## SUPPLIED DATA
use analysis_core::{LayerKind, Recommendation};
use serde::{Deserialize, Serialize};

/// Count of contributing layers per normalized direction
#[derive(Debug, Clone, Copy, Default, PartialEq, Eq, Serialize, Deserialize)]
pub struct VoteTally {
    pub buy: u32,
    pub sell: u32,
    pub hold: u32,
}

impl VoteTally {
    pub fn record(&mut self, recommendation: Recommendation) {
        match recommendation {
            Recommendation::Buy => self.buy += 1,
            Recommendation::Sell => self.sell += 1,
            Recommendation::Hold => self.hold += 1,
        }
    }

    pub fn total(&self) -> u32 {
        self.buy + self.sell + self.hold
    }

    /// Majority vote: a counter wins only by strictly exceeding both others.
    pub fn consensus(&self) -> Consensus {
        let VoteTally { buy, sell, hold } = *self;
        if buy > sell && buy > hold {
            Consensus::Buy
        } else if sell > buy && sell > hold {
            Consensus::Sell
        } else if hold > buy && hold > sell {
            Consensus::Hold
        } else {
            Consensus::Mixed
        }
    }
}

#[derive(Debug, Clone, Copy, PartialEq, Eq, Serialize, Deserialize)]
#[serde(rename_all = "SCREAMING_SNAKE_CASE")]
pub enum Consensus {
    Buy,
    Sell,
    Hold,
    Mixed,
}

/// How many contributing layers took a directional stance
#[derive(Debug, Clone, Copy, PartialEq, Eq, Serialize, Deserialize)]
#[serde(rename_all = "SCREAMING_SNAKE_CASE")]
pub enum AgreementLevel {
    StrongConsensus,
    ModerateConsensus,
    SingleSignal,
    MixedSignals,
    NoSignals,
}

impl AgreementLevel {
    pub fn from_counts(contributing: u32, directional: u32) -> Self {
        if contributing == 0 {
            return AgreementLevel::NoSignals;
        }
        match directional {
            d if d >= 3 => AgreementLevel::StrongConsensus,
            2 => AgreementLevel::ModerateConsensus,
            1 => AgreementLevel::SingleSignal,
            _ => AgreementLevel::MixedSignals,
        }
    }
}

/// Five-grade reading of the un-normalized weighted sum
#[derive(Debug, Clone, Copy, PartialEq, Eq, Serialize, Deserialize)]
#[serde(rename_all = "SCREAMING_SNAKE_CASE")]
pub enum GradedSignal {
    StrongBuy,
    Buy,
    Hold,
    Sell,
    StrongSell,
}

#[derive(Debug, Clone, Copy, PartialEq, Eq, Serialize, Deserialize)]
#[serde(rename_all = "SCREAMING_SNAKE_CASE")]
pub enum SignalStrength {
    Strong,
    Moderate,
    Weak,
}

impl GradedSignal {
    /// `points` is the weighted sum with weights read as percentages
    /// (i.e. `weighted_score * 100`), range roughly -100..=100.
    pub fn from_points(points: f64) -> Self {
        match points {
            p if p > 15.0 => GradedSignal::StrongBuy,
            p if p > 5.0 => GradedSignal::Buy,
            p if p > -5.0 => GradedSignal::Hold,
            p if p > -15.0 => GradedSignal::Sell,
            _ => GradedSignal::StrongSell,
        }
    }

    pub fn strength(&self) -> SignalStrength {
        match self {
            GradedSignal::StrongBuy | GradedSignal::StrongSell => SignalStrength::Strong,
            GradedSignal::Buy | GradedSignal::Sell => SignalStrength::Moderate,
            GradedSignal::Hold => SignalStrength::Weak,
        }
    }
}

/// One layer's share of the fused score
#[derive(Debug, Clone, PartialEq, Serialize, Deserialize)]
pub struct LayerContribution {
    pub layer_name: LayerKind,
    /// Label exactly as the layer reported it
    pub recommendation: String,
    pub confidence: f64,
    pub weight: f64,
    /// Normalized direction: +1 / -1 / 0
    pub score: i32,
    /// `score * confidence * weight / 100`
    pub contribution: f64,
}

#[derive(Debug, Clone, PartialEq, Serialize, Deserialize)]
pub struct ConfidenceDifference {
    pub engine_value: f64,
    pub authoritative_value: f64,
    pub absolute_difference: f64,
    pub within_tolerance: bool,
}

/// Side-by-side view of the engine's decision and the upstream one.
/// Informational only: the engine never adopts the authoritative value.
#[derive(Debug, Clone, PartialEq, Serialize, Deserialize)]
pub struct Reconciliation {
    pub engine_recommendation: Recommendation,
    pub authoritative_recommendation: String,
    /// Labels equal after trimming and upper-casing
    pub matches: bool,
    /// Labels normalize to the same BUY/SELL/HOLD direction
    pub direction_agrees: bool,
    pub confidence: Option<ConfidenceDifference>,
}

#[derive(Debug, Clone, PartialEq, Serialize, Deserialize)]
pub struct FusionReport {
    /// Magnitude of the normalized score; the direction lives in `final_recommendation`
    pub final_score: f64,
    /// Signed normalized score the thresholds are applied to
    pub raw_score: f64,
    pub final_recommendation: Recommendation,
    pub votes: VoteTally,
    pub consensus: Consensus,
    pub contributions: Vec<LayerContribution>,
    pub total_weight: f64,
    pub weighted_score: f64,
    pub agreement_level: AgreementLevel,
    pub graded_signal: GradedSignal,
    pub strength: SignalStrength,
    /// `None` when the record has no authoritative recommendation to compare with
    pub matches_authoritative: Option<bool>,
    pub reconciliation: Option<Reconciliation>,
}

impl FusionReport {
    /// Contribution of one layer, if it took part in the fusion
    pub fn contribution(&self, kind: LayerKind) -> Option<&LayerContribution> {
        self.contributions.iter().find(|c| c.layer_name == kind)
    }
}
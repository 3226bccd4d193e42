use analysis_core::{AnalysisError, CompositeAnalysisRecord, Recommendation, ScoredLayer};
use serde_json::Value;

use crate::config::FusionConfig;
use crate::models::{AgreementLevel, FusionReport, GradedSignal, LayerContribution, VoteTally};
use crate::reconcile::reconcile;

/// Combines independent analysis layers into one weighted recommendation.
///
/// Holds only its validated configuration, so a single engine can be shared
/// across threads and called for any number of records.
#[derive(Debug, Clone, Default)]
pub struct DecisionFusionEngine {
    config: FusionConfig,
}

impl DecisionFusionEngine {
    pub fn new(config: FusionConfig) -> Result<Self, AnalysisError> {
        config.validate()?;
        Ok(Self { config })
    }

    pub fn config(&self) -> &FusionConfig {
        &self.config
    }

    pub fn fuse(&self, record: &CompositeAnalysisRecord) -> FusionReport {
        fuse(record, &self.config)
    }

    /// Fuse a raw JSON record. `null` behaves like a record with no layers.
    pub fn fuse_value(&self, value: Value) -> Result<FusionReport, AnalysisError> {
        if value.is_null() {
            return Ok(self.fuse(&CompositeAnalysisRecord::default()));
        }
        let record = CompositeAnalysisRecord::from_value(value)?;
        Ok(self.fuse(&record))
    }
}

/// Fuse a record with the given configuration.
///
/// The configuration is used as-is; call [`FusionConfig::validate`] first (or
/// go through [`DecisionFusionEngine::new`]) when it comes from outside.
pub fn fuse(record: &CompositeAnalysisRecord, config: &FusionConfig) -> FusionReport {
    let mut votes = VoteTally::default();
    let mut contributions: Vec<LayerContribution> = Vec::new();
    let mut total_weight = 0.0;
    let mut weighted_score = 0.0;

    // Without a layer mapping there is nothing to fuse, structure phase included.
    let layers = match record.layers {
        Some(_) => Some(record.scored_layers()),
        None => {
            tracing::debug!("Record has no layer mapping; reporting HOLD");
            None
        }
    };

    // Record order, no sorting: accumulation order is part of the result.
    for layer in layers.into_iter().flatten() {
        let kind = layer.kind();
        let Some(signal) = layer.signal() else {
            tracing::debug!("Skipping {} layer: no recommendation or zero confidence", kind);
            continue;
        };

        let weight = config.weights.weight(kind);
        let direction = Recommendation::from_label(signal.label);
        let score = direction.score();
        votes.record(direction);

        // Confidence is a percentage; confidences outside [0, 100] are not clamped.
        let contribution = (score as f64 * signal.confidence * weight) / 100.0;
        total_weight += weight;
        weighted_score += contribution;

        contributions.push(LayerContribution {
            layer_name: kind,
            recommendation: signal.label.to_string(),
            confidence: signal.confidence,
            weight,
            score,
            contribution,
        });
    }

    let raw_score = if total_weight > 0.0 {
        (weighted_score / total_weight) * 100.0
    } else {
        0.0
    };
    let final_score = raw_score.abs();
    let final_recommendation = config.recommendation_for(raw_score);
    let consensus = votes.consensus();

    let directional = contributions.iter().filter(|c| c.score != 0).count() as u32;
    let agreement_level = AgreementLevel::from_counts(votes.total(), directional);
    let graded_signal = GradedSignal::from_points(weighted_score * 100.0);

    let reconciliation = record.authoritative_decision.as_ref().and_then(|decision| {
        reconcile(
            final_recommendation,
            final_score,
            decision,
            config.confidence_tolerance,
        )
    });

    tracing::info!(
        "Fused {} layers: score {:.1} ({:+.1} raw) -> {} (consensus {:?}, votes {}/{}/{})",
        contributions.len(),
        final_score,
        raw_score,
        final_recommendation,
        consensus,
        votes.buy,
        votes.sell,
        votes.hold
    );

    FusionReport {
        final_score,
        raw_score,
        final_recommendation,
        votes,
        consensus,
        contributions,
        total_weight,
        weighted_score,
        agreement_level,
        graded_signal,
        strength: graded_signal.strength(),
        matches_authoritative: reconciliation.as_ref().map(|r| r.matches),
        reconciliation,
    }
}
use analysis_core::{present_confidence, present_label, AuthoritativeDecision, Recommendation};

use crate::models::{ConfidenceDifference, Reconciliation};

/// Compare the engine's decision with the upstream one.
///
/// Returns `None` when the upstream decision has no recommendation label.
pub fn reconcile(
    engine_recommendation: Recommendation,
    engine_score: f64,
    authoritative: &AuthoritativeDecision,
    tolerance: f64,
) -> Option<Reconciliation> {
    let label = present_label(authoritative.final_recommendation.as_deref())?;

    let normalized = label.trim().to_uppercase();
    let matches = normalized == engine_recommendation.as_str();
    let direction_agrees = Recommendation::from_label(&normalized) == engine_recommendation;

    let confidence = present_confidence(authoritative.final_confidence)
        .map(|upstream| calculate_difference(engine_score, upstream, tolerance));

    if !matches {
        tracing::warn!(
            "Fused recommendation {} disagrees with authoritative '{}' (direction agrees: {})",
            engine_recommendation,
            label,
            direction_agrees
        );
    }

    Some(Reconciliation {
        engine_recommendation,
        authoritative_recommendation: label.to_string(),
        matches,
        direction_agrees,
        confidence,
    })
}

fn calculate_difference(engine_value: f64, authoritative_value: f64, tolerance: f64) -> ConfidenceDifference {
    let absolute_difference = (engine_value - authoritative_value).abs();

    ConfidenceDifference {
        engine_value,
        authoritative_value,
        absolute_difference,
        within_tolerance: absolute_difference <= tolerance,
    }
}
//! Lenient decoding of composite records from the pipeline's JSON.
//!
//! Partial results are the normal case: a layer whose model is untrained
//! may be missing, null, or carry fields of the wrong type. None of that is
//! an error here. A wrongly typed field is read as absent and left for the
//! validator to report. Only a top-level value that is not an object is
//! rejected.

use chrono::{DateTime, NaiveDateTime, Utc};
use serde_json::{Map, Value};

use crate::{
    AnalysisError, AnalysisLayer, AuthoritativeDecision, CompositeAnalysisRecord, EnsembleLayer,
    EnsemblePrediction, LayerKind, RiskLevel, RuleBasedLayer, ScoredLayer, StructurePhaseLayer,
};

const LAYERS_KEYS: [&str; 2] = ["layers", "analysis_layers"];
const STRUCTURE_PHASE_KEYS: [&str; 2] = ["structure_phase", "wyckoff_analysis"];
const DECISION_KEYS: [&str; 2] = ["authoritative_decision", "ultimate_decision"];

impl CompositeAnalysisRecord {
    /// Decode a record from JSON text.
    pub fn from_json_str(json: &str) -> Result<Self, AnalysisError> {
        let value: Value = serde_json::from_str(json)?;
        Self::from_value(value)
    }

    /// Decode a record from an already-parsed JSON value.
    pub fn from_value(value: Value) -> Result<Self, AnalysisError> {
        let root = match value {
            Value::Object(root) => root,
            other => {
                return Err(AnalysisError::InvalidArgument(format!(
                    "expected an analysis record object, got {}",
                    json_type_name(&other)
                )))
            }
        };

        let mut layers = first_present(&root, &LAYERS_KEYS).map(decode_layers);

        let mut structure_phase =
            first_present(&root, &STRUCTURE_PHASE_KEYS).map(decode_structure_phase);

        // A structure-phase entry inside the mapping only fills the dedicated slot
        // when the record has no top-level one.
        if let Some(entries) = layers.as_mut() {
            if let Some(pos) = entries
                .iter()
                .position(|l| matches!(l, AnalysisLayer::StructurePhase(_)))
            {
                if let AnalysisLayer::StructurePhase(inner) = entries.remove(pos) {
                    if structure_phase.is_none() {
                        structure_phase = Some(inner);
                    } else {
                        tracing::debug!("Ignoring structure phase inside layer mapping, top-level entry wins");
                    }
                }
            }
        }

        let authoritative_decision = first_present(&root, &DECISION_KEYS).map(decode_decision);

        Ok(CompositeAnalysisRecord {
            symbol: root.get("symbol").and_then(label),
            current_price: root.get("current_price").and_then(number),
            timestamp: root.get("timestamp").and_then(timestamp),
            layers,
            structure_phase,
            authoritative_decision,
        })
    }
}

/// First key whose value is present and not null.
fn first_present<'a>(root: &'a Map<String, Value>, keys: &[&str]) -> Option<&'a Value> {
    keys.iter()
        .filter_map(|key| root.get(*key))
        .find(|value| !value.is_null())
}

fn decode_layers(value: &Value) -> Vec<AnalysisLayer> {
    let Some(entries) = value.as_object() else {
        tracing::debug!("Layer mapping is a {}, reading it as empty", json_type_name(value));
        return Vec::new();
    };

    let mut layers: Vec<AnalysisLayer> = Vec::with_capacity(entries.len());
    for (key, body) in entries {
        let Some(kind) = LayerKind::from_key(key) else {
            tracing::debug!("Ignoring unknown analysis layer '{}'", key);
            continue;
        };
        if body.is_null() {
            continue;
        }
        if layers.iter().any(|l| l.kind() == kind) {
            tracing::debug!("Ignoring duplicate entry '{}' for layer {}", key, kind);
            continue;
        }
        layers.push(decode_layer(kind, body));
    }
    layers
}

fn decode_layer(kind: LayerKind, body: &Value) -> AnalysisLayer {
    match kind {
        LayerKind::Technical => AnalysisLayer::Technical(decode_rule_based(body)),
        LayerKind::SimpleAi => AnalysisLayer::SimpleAi(decode_rule_based(body)),
        LayerKind::AdvancedAi => AnalysisLayer::AdvancedAi(EnsembleLayer {
            ensemble_prediction: body
                .get("ensemble_prediction")
                .filter(|p| !p.is_null())
                .map(|p| EnsemblePrediction {
                    final_decision: p.get("final_decision").and_then(label),
                    confidence: p.get("confidence").and_then(number),
                }),
        }),
        LayerKind::StructurePhase => AnalysisLayer::StructurePhase(decode_structure_phase(body)),
    }
}

fn decode_rule_based(body: &Value) -> RuleBasedLayer {
    RuleBasedLayer {
        recommendation: body.get("recommendation").and_then(label),
        confidence: body.get("confidence").and_then(number),
        reasoning: body.get("reasoning").and_then(text),
    }
}

fn decode_structure_phase(body: &Value) -> StructurePhaseLayer {
    StructurePhaseLayer {
        current_phase: body.get("current_phase").and_then(text),
        recommended_action: body.get("recommended_action").and_then(label),
        confidence: body.get("confidence").and_then(number),
        phase_strength: body.get("phase_strength").and_then(number),
        interpretation: body.get("interpretation").and_then(text),
        error: body.get("error").and_then(text),
    }
}

fn decode_decision(body: &Value) -> AuthoritativeDecision {
    let risk_level = body.get("risk_level").and_then(label).and_then(|raw| {
        let level = RiskLevel::from_label(&raw);
        if level.is_none() {
            tracing::debug!("Unrecognized risk level '{}'", raw);
        }
        level
    });

    AuthoritativeDecision {
        final_recommendation: body.get("final_recommendation").and_then(label),
        final_confidence: body.get("final_confidence").and_then(number),
        risk_level,
        reasoning: body.get("reasoning").and_then(text),
        agreement_level: body.get("agreement_level").and_then(label),
        strength: body.get("strength").and_then(label),
    }
}

/// Recommendation-style labels must be strings.
fn label(value: &Value) -> Option<String> {
    value.as_str().map(str::to_string)
}

/// Free text: strings as-is, other non-null scalars and structures rendered
/// as JSON so their presence is still visible.
fn text(value: &Value) -> Option<String> {
    match value {
        Value::Null => None,
        Value::String(s) => Some(s.clone()),
        other => Some(other.to_string()),
    }
}

/// Numbers, or strings holding a number.
fn number(value: &Value) -> Option<f64> {
    match value {
        Value::Number(n) => n.as_f64(),
        Value::String(s) => s.trim().parse().ok(),
        _ => None,
    }
}

fn timestamp(value: &Value) -> Option<DateTime<Utc>> {
    let raw = value.as_str()?;
    let parsed = DateTime::parse_from_rfc3339(raw)
        .map(|dt| dt.with_timezone(&Utc))
        .ok()
        .or_else(|| {
            NaiveDateTime::parse_from_str(raw, "%Y-%m-%d %H:%M:%S UTC")
                .ok()
                .map(|naive| naive.and_utc())
        });
    if parsed.is_none() {
        tracing::debug!("Unparseable record timestamp '{}'", raw);
    }
    parsed
}

fn json_type_name(value: &Value) -> &'static str {
    match value {
        Value::Null => "null",
        Value::Bool(_) => "boolean",
        Value::Number(_) => "number",
        Value::String(_) => "string",
        Value::Array(_) => "array",
        Value::Object(_) => "object",
    }
}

## PROMPT
When the string "configuration" occurs in a line of the material, that line belongs in the answer.

## ANSWER AREA
/// Holds only its validated configuration, so a single engine can be shared
/// Fuse a record with the given configuration.
/// The configuration is used as-is; call [`FusionConfig::validate`] first (or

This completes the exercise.